== GIVEN INFORMATION ==
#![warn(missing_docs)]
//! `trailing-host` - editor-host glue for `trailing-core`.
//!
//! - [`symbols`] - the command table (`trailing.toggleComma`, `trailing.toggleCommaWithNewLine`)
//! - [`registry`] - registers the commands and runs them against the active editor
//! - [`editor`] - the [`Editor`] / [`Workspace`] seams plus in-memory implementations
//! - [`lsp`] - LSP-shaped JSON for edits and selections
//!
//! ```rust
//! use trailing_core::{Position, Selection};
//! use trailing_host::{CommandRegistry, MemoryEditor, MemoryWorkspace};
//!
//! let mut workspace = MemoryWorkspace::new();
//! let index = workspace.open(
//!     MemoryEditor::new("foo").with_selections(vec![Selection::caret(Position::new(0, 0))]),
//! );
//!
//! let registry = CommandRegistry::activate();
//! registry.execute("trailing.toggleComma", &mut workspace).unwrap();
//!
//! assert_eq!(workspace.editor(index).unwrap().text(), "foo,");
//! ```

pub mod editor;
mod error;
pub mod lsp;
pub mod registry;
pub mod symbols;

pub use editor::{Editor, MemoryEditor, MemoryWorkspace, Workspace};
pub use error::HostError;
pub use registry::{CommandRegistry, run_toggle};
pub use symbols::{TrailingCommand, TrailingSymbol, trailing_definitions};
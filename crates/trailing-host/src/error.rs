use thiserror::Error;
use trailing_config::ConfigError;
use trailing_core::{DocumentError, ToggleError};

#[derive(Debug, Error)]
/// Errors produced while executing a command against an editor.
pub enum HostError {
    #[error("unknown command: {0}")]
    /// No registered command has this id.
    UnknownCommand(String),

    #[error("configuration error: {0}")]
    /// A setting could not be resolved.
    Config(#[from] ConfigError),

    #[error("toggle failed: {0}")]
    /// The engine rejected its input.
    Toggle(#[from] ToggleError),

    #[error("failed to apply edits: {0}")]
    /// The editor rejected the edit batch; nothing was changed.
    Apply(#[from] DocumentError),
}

== PROBLEM REQUIREMENTS ==
Across the material above, count each line with the string "from" and state the number alone.

== SOLUTION TO THE EXERCISE ==
3